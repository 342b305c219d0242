//! Animator descriptors.
//!
//! An [`AnimatorSpec`] is a plain-data record describing one behavior.
//! Specs are validated once at registration; the per-tick evaluator can
//! then run without an error path. Keeping descriptors separate from
//! runtime state (the orbit angle) makes them cheap to construct in scene
//! definitions and easy to test in isolation.

use glam::Vec3;

use crate::errors::{Result, WispError};
use crate::scene::NodeHandle;

/// Vertical motion shape for orbiting objects.
#[derive(Debug, Clone, Copy, PartialEq, Eq, Default)]
pub enum HeightMotion {
    /// Smooth sine wave around the base height.
    #[default]
    Wave,
    /// Rectified sine: never dips below the base height.
    Bounce,
}

/// Secondary wobble layered onto an orbit to break up its regularity.
///
/// A sum of two periodic signals: the result looks erratic but is fully
/// deterministic for a given phase.
#[derive(Debug, Clone, Copy, PartialEq)]
pub struct WobbleSpec {
    /// Frequency of the angular wobble.
    pub angle_speed: f32,
    /// Amplitude of the angular wobble (radians).
    pub angle_amount: f32,
    /// Amplitude of the radius sway.
    pub radius_sway: f32,
    /// Frequency of the pitch sway.
    pub pitch_speed: f32,
    /// Amplitude of the pitch sway (radians).
    pub pitch_amount: f32,
}

impl Default for WobbleSpec {
    fn default() -> Self {
        Self {
            angle_speed: 3.0,
            angle_amount: 0.5,
            radius_sway: 1.0,
            pitch_speed: 2.0,
            pitch_amount: 0.2,
        }
    }
}

/// Circular orbit around the world Y axis with sinusoidal height.
///
/// The angle integrates `angular_speed` over time; everything else is a
/// pure function of elapsed time. With `radius` 0 the object stays pinned
/// to the axis and only the height term moves it.
#[derive(Debug, Clone, Copy, PartialEq)]
pub struct OrbitSpec {
    pub radius: f32,
    /// Radians per second. Negative reverses the direction of travel.
    pub angular_speed: f32,
    pub base_height: f32,
    /// Frequency of the height oscillation.
    pub height_speed: f32,
    pub height_amplitude: f32,
    /// Per-object phase offset, assigned once at spawn to desynchronize
    /// otherwise-identical objects (typically the spawn-batch index).
    pub phase: f32,
    /// Orbit angle at spawn.
    pub initial_angle: f32,
    pub height_motion: HeightMotion,
    /// Yaw the object into its direction of travel.
    pub face_travel: bool,
    pub wobble: Option<WobbleSpec>,
}

impl Default for OrbitSpec {
    fn default() -> Self {
        Self {
            radius: 0.0,
            angular_speed: 0.0,
            base_height: 0.0,
            height_speed: 0.0,
            height_amplitude: 0.0,
            phase: 0.0,
            initial_angle: 0.0,
            height_motion: HeightMotion::Wave,
            face_travel: false,
            wobble: None,
        }
    }
}

/// Symmetric wing flapping on a pair of limb nodes.
///
/// The left limb rotates by `+flap` about Z, the right by `-flap`; the
/// creature body node is the registration target.
#[derive(Debug, Clone, Copy, PartialEq)]
pub struct WingSpec {
    pub wing_speed: f32,
    /// Peak deflection (radians).
    pub amplitude: f32,
    pub phase: f32,
    pub left_wing: NodeHandle,
    pub right_wing: NodeHandle,
}

/// Deterministic intensity wave, bounded to `[base - delta, base + delta]`.
#[derive(Debug, Clone, Copy, PartialEq)]
pub struct PulseSpec {
    pub base: f32,
    pub delta: f32,
    pub freq: f32,
    pub phase: f32,
}

impl PulseSpec {
    #[must_use]
    pub fn new(base: f32, delta: f32, freq: f32) -> Self {
        Self {
            base,
            delta,
            freq,
            phase: 0.0,
        }
    }
}

/// Memory-less random intensity with occasional dropouts.
///
/// Each tick draws fresh randomness: `base + U(0,1) * delta`, with a
/// `dropout_chance` probability of forcing `dropout_intensity` instead to
/// simulate a failing light. Never smoothed against the previous frame.
#[derive(Debug, Clone, Copy, PartialEq)]
pub struct FlickerSpec {
    pub base: f32,
    pub delta: f32,
    pub dropout_chance: f32,
    pub dropout_intensity: f32,
}

impl FlickerSpec {
    /// Fraction of ticks forced to the dropout intensity.
    pub const DEFAULT_DROPOUT_CHANCE: f32 = 0.05;
    /// Near-dark intensity used for dropout ticks.
    pub const DEFAULT_DROPOUT_INTENSITY: f32 = 0.1;

    #[must_use]
    pub fn new(base: f32, delta: f32) -> Self {
        Self {
            base,
            delta,
            dropout_chance: Self::DEFAULT_DROPOUT_CHANCE,
            dropout_intensity: Self::DEFAULT_DROPOUT_INTENSITY,
        }
    }
}

/// Constant-rate rotation about the object's Euler axes.
#[derive(Debug, Clone, Copy, PartialEq)]
pub struct SpinSpec {
    /// Radians per second around X/Y/Z.
    pub rate: Vec3,
}

/// A behavior descriptor bound to one scene node at registration.
#[derive(Debug, Clone, PartialEq)]
pub enum AnimatorSpec {
    Orbit(OrbitSpec),
    Wing(WingSpec),
    Pulse(PulseSpec),
    Flicker(FlickerSpec),
    Spin(SpinSpec),
    /// Several behaviors on the same target, evaluated in order.
    Composite(Vec<AnimatorSpec>),
}

fn ensure_finite(value: f32, what: &str) -> Result<()> {
    if value.is_finite() {
        Ok(())
    } else {
        Err(WispError::MalformedSpec(format!("{what} must be finite")))
    }
}

impl AnimatorSpec {
    /// Validates every numeric parameter. Called at registration so that
    /// per-tick evaluation never has to fail.
    pub fn validate(&self) -> Result<()> {
        match self {
            Self::Orbit(orbit) => {
                ensure_finite(orbit.radius, "orbit radius")?;
                ensure_finite(orbit.angular_speed, "orbit angular_speed")?;
                ensure_finite(orbit.base_height, "orbit base_height")?;
                ensure_finite(orbit.height_speed, "orbit height_speed")?;
                ensure_finite(orbit.height_amplitude, "orbit height_amplitude")?;
                ensure_finite(orbit.phase, "orbit phase")?;
                ensure_finite(orbit.initial_angle, "orbit initial_angle")?;
                if orbit.radius < 0.0 {
                    return Err(WispError::MalformedSpec(
                        "orbit radius must not be negative".into(),
                    ));
                }
                if let Some(wobble) = &orbit.wobble {
                    ensure_finite(wobble.angle_speed, "wobble angle_speed")?;
                    ensure_finite(wobble.angle_amount, "wobble angle_amount")?;
                    ensure_finite(wobble.radius_sway, "wobble radius_sway")?;
                    ensure_finite(wobble.pitch_speed, "wobble pitch_speed")?;
                    ensure_finite(wobble.pitch_amount, "wobble pitch_amount")?;
                }
                Ok(())
            }
            Self::Wing(wing) => {
                ensure_finite(wing.wing_speed, "wing_speed")?;
                ensure_finite(wing.amplitude, "wing amplitude")?;
                ensure_finite(wing.phase, "wing phase")?;
                Ok(())
            }
            Self::Pulse(pulse) => {
                ensure_finite(pulse.base, "pulse base")?;
                ensure_finite(pulse.delta, "pulse delta")?;
                ensure_finite(pulse.freq, "pulse freq")?;
                ensure_finite(pulse.phase, "pulse phase")?;
                Ok(())
            }
            Self::Flicker(flicker) => {
                ensure_finite(flicker.base, "flicker base")?;
                ensure_finite(flicker.delta, "flicker delta")?;
                ensure_finite(flicker.dropout_chance, "flicker dropout_chance")?;
                ensure_finite(flicker.dropout_intensity, "flicker dropout_intensity")?;
                if !(0.0..=1.0).contains(&flicker.dropout_chance) {
                    return Err(WispError::MalformedSpec(
                        "flicker dropout_chance must be within [0, 1]".into(),
                    ));
                }
                Ok(())
            }
            Self::Spin(spin) => {
                ensure_finite(spin.rate.x, "spin rate.x")?;
                ensure_finite(spin.rate.y, "spin rate.y")?;
                ensure_finite(spin.rate.z, "spin rate.z")?;
                Ok(())
            }
            Self::Composite(parts) => {
                if parts.is_empty() {
                    return Err(WispError::MalformedSpec(
                        "composite animator has no parts".into(),
                    ));
                }
                for part in parts {
                    part.validate()?;
                }
                Ok(())
            }
        }
    }
}
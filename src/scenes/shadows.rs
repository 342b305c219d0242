//! Shadows showcase.
//!
//! Three shadow-casting lights over a bouncing sphere and two spinning
//! shapes. The sphere bobs off-axis: its column offset lives on a rig
//! node so the bounce itself is a plain zero-radius orbit.

use std::f32::consts::{FRAC_PI_2, PI};

use glam::Vec3;

use crate::animation::{AnimatorSpec, HeightMotion, OrbitSpec, SpinSpec};
use crate::errors::Result;
use crate::scene::Light;
use crate::scenes::{SceneContext, rgb};

pub fn build(ctx: &mut SceneContext<'_>) -> Result<()> {
    ctx.scene.environment.background = rgb(0x0f0f1e);
    ctx.scene.environment.set_ambient(Vec3::ONE, 0.3);

    // Lights
    let directional = ctx.scene.add_light(
        "Directional",
        Light::new_directional(Vec3::ONE, 0.8).with_shadow(2048, 20.0),
    );
    if let Some(node) = ctx.scene.get_node_mut(directional) {
        node.transform.position = Vec3::new(3.0, 4.0, 2.0);
        node.transform.look_at(Vec3::ZERO, Vec3::Y);
    }

    let point = ctx.scene.add_light(
        "Point",
        Light::new_point(rgb(0xff6600), 2.0, 10.0).with_shadow(1024, 10.0),
    );

    let spot = ctx.scene.add_light(
        "Spot",
        Light::new_spot(rgb(0x00ff88), 2.0, 15.0, 0.0, PI * 0.2).with_shadow(1024, 15.0),
    );
    if let Some(node) = ctx.scene.get_node_mut(spot) {
        node.transform.position = Vec3::new(-2.0, 4.0, -2.0);
        node.transform.look_at(Vec3::ZERO, Vec3::Y);
    }

    // Objects
    let sphere_rig = ctx
        .scene
        .build_node("Sphere rig")
        .with_position(-1.5, 0.0, 0.0)
        .build();
    let sphere = ctx
        .scene
        .build_node("Sphere")
        .with_parent(sphere_rig)
        .build();
    let cube = ctx
        .scene
        .build_node("Cube")
        .with_position(0.0, 0.5, 0.0)
        .build();
    let torus = ctx
        .scene
        .build_node("Torus")
        .with_position(1.5, 0.8, 0.0)
        .build();
    ctx.scene
        .build_node("Floor")
        .with_rotation_euler(-FRAC_PI_2, 0.0, 0.0)
        .build();

    // Bouncing sphere: zero radius pins it to the rig's axis.
    ctx.register(
        sphere,
        AnimatorSpec::Orbit(OrbitSpec {
            radius: 0.0,
            base_height: 1.0,
            height_speed: 2.0,
            height_amplitude: 1.5,
            height_motion: HeightMotion::Bounce,
            ..OrbitSpec::default()
        }),
    )?;

    ctx.register(
        cube,
        AnimatorSpec::Spin(SpinSpec {
            rate: Vec3::new(0.0, 0.5, 0.0),
        }),
    )?;
    ctx.register(
        torus,
        AnimatorSpec::Spin(SpinSpec {
            rate: Vec3::new(0.6, 0.0, 0.0),
        }),
    )?;

    // Slow circle for the point light.
    ctx.register(
        point,
        AnimatorSpec::Orbit(OrbitSpec {
            radius: 3.0,
            angular_speed: 0.5,
            base_height: 2.0,
            ..OrbitSpec::default()
        }),
    )?;

    ctx.scene.add_camera(Vec3::new(4.0, 3.0, 6.0));

    Ok(())
}
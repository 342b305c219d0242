pub mod animation;
pub mod engine;
pub mod errors;
pub mod scene;
pub mod scenes;
pub mod settings;
pub mod utils;

pub use animation::{
    AnimatorId, AnimatorRegistry, AnimatorSpec, FlickerSpec, HeightMotion, OrbitSpec, PulseSpec,
    SpinSpec, WingSpec, WobbleSpec,
};
pub use engine::Engine;
pub use errors::{Result, WispError};
pub use scene::{Environment, Fog, Light, LightKey, LightKind, Node, NodeHandle, Scene, Transform};
pub use scenes::{DEFAULT_SCENE, SceneContext, SceneLibrary};
pub use settings::Settings;
pub use utils::time::Timer;
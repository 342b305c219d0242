use glam::Affine3A;

use crate::scene::transform::Transform;
use crate::scene::{LightKey, NodeHandle};

/// A scene node: hierarchy, transform, and optional component slots.
///
/// Nodes form a tree through parent/child relationships and only hold the
/// data the update loop touches every frame. Renderable payloads
/// (geometry, materials) live with the host renderer; the node is the
/// opaque animation target the engine is allowed to mutate.
#[derive(Debug, Clone)]
pub struct Node {
    /// Display name, used for lookups and diagnostics.
    pub name: String,

    pub(crate) parent: Option<NodeHandle>,
    pub(crate) children: Vec<NodeHandle>,

    /// Transform component (hot data accessed every frame).
    pub transform: Transform,

    /// Light component, if this node carries one.
    pub light: Option<LightKey>,

    /// Visibility flag for the host renderer.
    pub visible: bool,
}

impl Node {
    #[must_use]
    pub fn new(name: &str) -> Self {
        Self {
            name: name.to_string(),
            parent: None,
            children: Vec::new(),
            transform: Transform::new(),
            light: None,
            visible: true,
        }
    }

    /// Returns the parent node handle, if any.
    #[inline]
    #[must_use]
    pub fn parent(&self) -> Option<NodeHandle> {
        self.parent
    }

    /// Returns a read-only slice of child node handles.
    #[inline]
    #[must_use]
    pub fn children(&self) -> &[NodeHandle] {
        &self.children
    }

    /// World transformation matrix, refreshed by the scene each frame.
    #[inline]
    #[must_use]
    pub fn world_matrix(&self) -> &Affine3A {
        &self.transform.world_matrix
    }
}
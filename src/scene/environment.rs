//! Environment — plain data.
//!
//! Ambient light, background color and fog configuration for a scene.

use glam::Vec3;

/// Distance fog parameters.
#[derive(Debug, Clone, PartialEq)]
pub struct Fog {
    pub color: Vec3,
    pub near: f32,
    pub far: f32,
}

/// Scene-wide lighting environment.
#[derive(Debug, Clone, PartialEq)]
pub struct Environment {
    /// Ambient light color.
    pub ambient_color: Vec3,
    /// Ambient light intensity.
    pub ambient_intensity: f32,
    /// Clear/background color.
    pub background: Vec3,
    /// Optional distance fog.
    pub fog: Option<Fog>,
}

impl Environment {
    #[must_use]
    pub fn new() -> Self {
        Self {
            ambient_color: Vec3::ONE,
            ambient_intensity: 0.0,
            background: Vec3::ZERO,
            fog: None,
        }
    }

    pub fn set_ambient(&mut self, color: Vec3, intensity: f32) {
        self.ambient_color = color;
        self.ambient_intensity = intensity;
    }

    pub fn set_fog(&mut self, color: Vec3, near: f32, far: f32) {
        self.fog = Some(Fog { color, near, far });
    }
}

impl Default for Environment {
    fn default() -> Self {
        Self::new()
    }
}
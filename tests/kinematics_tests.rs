//! Kinematics Tests
//!
//! Tests for:
//! - Orbit circle/ellipse invariants and facing direction
//! - Wing flap symmetry and phase behavior
//! - Pulse intensity bounds
//! - Bounce height rectification
//! - Determinism of the wobble variant

use std::f32::consts::{FRAC_PI_2, PI};

use wisp::animation::kinematics::{orbit_pitch, orbit_sample, pulse_intensity, wing_flap};
use wisp::{HeightMotion, OrbitSpec, PulseSpec, WobbleSpec};

const EPSILON: f32 = 1e-4;

fn approx(a: f32, b: f32) -> bool {
    (a - b).abs() < EPSILON
}

// ============================================================================
// Orbit: circle invariant
// ============================================================================

#[test]
fn orbit_stays_on_circle() {
    let spec = OrbitSpec {
        radius: 2.5,
        angular_speed: 1.3,
        base_height: 1.0,
        height_speed: 2.0,
        height_amplitude: 0.7,
        phase: 0.3,
        ..OrbitSpec::default()
    };

    for i in 0..=100 {
        let t = i as f32 * 0.1;
        let angle = spec.angular_speed * t;
        let (pos, _) = orbit_sample(&spec, angle, t);
        let planar = pos.x * pos.x + pos.z * pos.z;
        assert!(
            approx(planar, spec.radius * spec.radius),
            "t={t}: x^2+z^2={planar}, expected {}",
            spec.radius * spec.radius
        );
    }
}

#[test]
fn orbit_zero_radius_pins_to_axis() {
    let spec = OrbitSpec {
        radius: 0.0,
        base_height: 2.0,
        height_speed: 3.0,
        height_amplitude: 1.0,
        ..OrbitSpec::default()
    };

    for i in 0..=50 {
        let t = i as f32 * 0.2;
        let (pos, _) = orbit_sample(&spec, 1.7 * t, t);
        assert!(pos.x == 0.0 && pos.z == 0.0, "t={t}: drifted off axis");
    }
}

#[test]
fn orbit_height_follows_sine() {
    let spec = OrbitSpec {
        radius: 1.0,
        base_height: 3.0,
        height_speed: 2.0,
        height_amplitude: 0.5,
        phase: 1.0,
        ..OrbitSpec::default()
    };

    let t = 0.8;
    let (pos, _) = orbit_sample(&spec, 0.0, t);
    let expected = 3.0 + (t * 2.0 + 1.0).sin() * 0.5;
    assert!(approx(pos.y, expected), "y={}, expected {expected}", pos.y);
}

#[test]
fn orbit_faces_direction_of_travel() {
    let spec = OrbitSpec {
        radius: 4.0,
        face_travel: true,
        ..OrbitSpec::default()
    };

    let angle = 1.2;
    let (_, yaw) = orbit_sample(&spec, angle, 0.0);
    assert!(approx(yaw, angle + FRAC_PI_2), "yaw={yaw}");
}

// ============================================================================
// Orbit: wobble (erratic) variant
// ============================================================================

#[test]
fn wobble_orbit_stays_on_swaying_ellipse() {
    let wobble = WobbleSpec {
        angle_speed: 3.0,
        angle_amount: 0.5,
        radius_sway: 1.0,
        pitch_speed: 2.0,
        pitch_amount: 0.2,
    };
    let spec = OrbitSpec {
        radius: 5.0,
        angular_speed: 0.8,
        phase: 2.0,
        wobble: Some(wobble),
        ..OrbitSpec::default()
    };

    for i in 0..=100 {
        let t = i as f32 * 0.13;
        let angle = spec.angular_speed * t;
        let (pos, _) = orbit_sample(&spec, angle, t);

        // Instantaneous per-axis radii from the same formulas.
        let rx = spec.radius + (t + spec.phase).sin() * wobble.radius_sway;
        let rz = spec.radius + (t + spec.phase).cos() * wobble.radius_sway;
        let normalized = (pos.x / rx).powi(2) + (pos.z / rz).powi(2);
        assert!(
            approx(normalized, 1.0),
            "t={t}: normalized ellipse equation = {normalized}"
        );
    }
}

#[test]
fn wobble_is_deterministic() {
    let spec = OrbitSpec {
        radius: 5.0,
        angular_speed: 0.8,
        phase: 1.5,
        wobble: Some(WobbleSpec::default()),
        ..OrbitSpec::default()
    };

    let (a_pos, a_yaw) = orbit_sample(&spec, 2.0, 3.7);
    let (b_pos, b_yaw) = orbit_sample(&spec, 2.0, 3.7);
    assert_eq!(a_pos, b_pos);
    assert_eq!(a_yaw, b_yaw);
}

#[test]
fn pitch_sway_zero_without_wobble() {
    let spec = OrbitSpec {
        radius: 3.0,
        ..OrbitSpec::default()
    };
    assert_eq!(orbit_pitch(&spec, 12.3), 0.0);
}

// ============================================================================
// Wing flap
// ============================================================================

#[test]
fn wing_flap_peaks_at_quarter_period() {
    // wing_speed 8, phase 0, t = pi/16: sin(pi/2) = 1, so flap = amplitude.
    let amplitude = 0.4;
    let flap = wing_flap(8.0, amplitude, 0.0, PI / 16.0);
    assert!(approx(flap, amplitude), "flap={flap}");
}

#[test]
fn wing_flap_bounded_by_amplitude() {
    for i in 0..=100 {
        let t = i as f32 * 0.07;
        let flap = wing_flap(6.5, 0.6, 1.2, t);
        assert!(flap.abs() <= 0.6 + EPSILON, "t={t}: |flap| exceeded amplitude");
    }
}

#[test]
fn wing_flap_phase_desynchronizes() {
    let t = 0.4;
    let a = wing_flap(8.0, 0.4, 0.0, t);
    let b = wing_flap(8.0, 0.4, 1.0, t);
    assert!((a - b).abs() > EPSILON, "identical flap despite phase offset");
}

// ============================================================================
// Pulse intensity
// ============================================================================

#[test]
fn pulse_is_bounded() {
    let spec = PulseSpec::new(1.2, 0.4, 1.5);
    for i in 0..=1000 {
        let t = i as f32 * 0.03;
        let intensity = pulse_intensity(&spec, t);
        assert!(
            (0.8 - EPSILON..=1.6 + EPSILON).contains(&intensity),
            "t={t}: intensity {intensity} out of [base-delta, base+delta]"
        );
    }
}

#[test]
fn pulse_phase_shifts_wave() {
    // A phase of pi/2 turns sine into cosine.
    let sine = PulseSpec::new(1.0, 0.5, 2.0);
    let cosine = PulseSpec {
        phase: FRAC_PI_2,
        ..sine
    };
    let t: f32 = 0.9;
    let expected = 1.0 + (t * 2.0).cos() * 0.5;
    assert!(approx(pulse_intensity(&cosine, t), expected));
    assert!(approx(pulse_intensity(&sine, 0.0), 1.0));
}

// ============================================================================
// Bounce height motion
// ============================================================================

#[test]
fn bounce_never_dips_below_base() {
    let spec = OrbitSpec {
        radius: 6.0,
        base_height: 0.5,
        height_speed: 2.0,
        height_amplitude: 0.5,
        height_motion: HeightMotion::Bounce,
        ..OrbitSpec::default()
    };

    for i in 0..=500 {
        let t = i as f32 * 0.05;
        let (pos, _) = orbit_sample(&spec, 0.6 * t, t);
        assert!(
            pos.y >= spec.base_height - EPSILON,
            "t={t}: bounced below base ({})",
            pos.y
        );
    }
}
//! Error Types
//!
//! This module defines the error types used throughout the engine.
//!
//! # Overview
//!
//! The main error type [`WispError`] covers all failure modes:
//! - Animator registration errors (stale handles, bad parameters)
//! - Scene selection errors
//! - Settings parsing errors
//!
//! All public APIs return [`Result<T>`], an alias for
//! `std::result::Result<T, WispError>`. Per-tick evaluation never fails:
//! animator specs are validated at registration time, so `tick` has no
//! error path at all.

use thiserror::Error;

/// The main error type for the Wisp engine.
#[derive(Error, Debug)]
pub enum WispError {
    // ========================================================================
    // Animator Registration Errors
    // ========================================================================
    /// The registration referenced a handle that does not belong to the
    /// active scene, or names a node that cannot be driven by the given
    /// spec (e.g. an intensity animator on a node without a light).
    #[error("invalid animation target: {0}")]
    InvalidObject(String),

    /// A numeric parameter of an animator spec is missing, non-finite or
    /// out of range. Scene construction aborts on this rather than running
    /// with partially-initialized animators.
    #[error("malformed animator spec: {0}")]
    MalformedSpec(String),

    /// Registration was attempted while no scene is loaded.
    #[error("no scene is loaded")]
    NoActiveScene,

    // ========================================================================
    // Scene Selection Errors
    // ========================================================================
    /// A scene switch or settings import named a scene that is not in the
    /// library. The engine falls back to the default scene and reports
    /// this to the host.
    #[error("unknown scene name: {0:?}")]
    UnknownScene(String),

    // ========================================================================
    // Settings Errors
    // ========================================================================
    /// Settings JSON parsing error.
    #[error("JSON parse error: {0}")]
    Json(#[from] serde_json::Error),
}

/// Alias for `Result<T, WispError>`.
pub type Result<T> = std::result::Result<T, WispError>;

──────────

What is required: Your reply is to repeat, unchanged, the lines above running from the one with "let (b_pos, b_yaw)" up to and including the one with "let amplitude = 0.4;".

Solution to this task:
    let (b_pos, b_yaw) = orbit_sample(&spec, 2.0, 3.7);
    assert_eq!(a_pos, b_pos);
    assert_eq!(a_yaw, b_yaw);
}

#[test]
fn pitch_sway_zero_without_wobble() {
    let spec = OrbitSpec {
        radius: 3.0,
        ..OrbitSpec::default()
    };
    assert_eq!(orbit_pitch(&spec, 12.3), 0.0);
}

// ============================================================================
// Wing flap
// ============================================================================

#[test]
fn wing_flap_peaks_at_quarter_period() {
    // wing_speed 8, phase 0, t = pi/16: sin(pi/2) = 1, so flap = amplitude.
    let amplitude = 0.4;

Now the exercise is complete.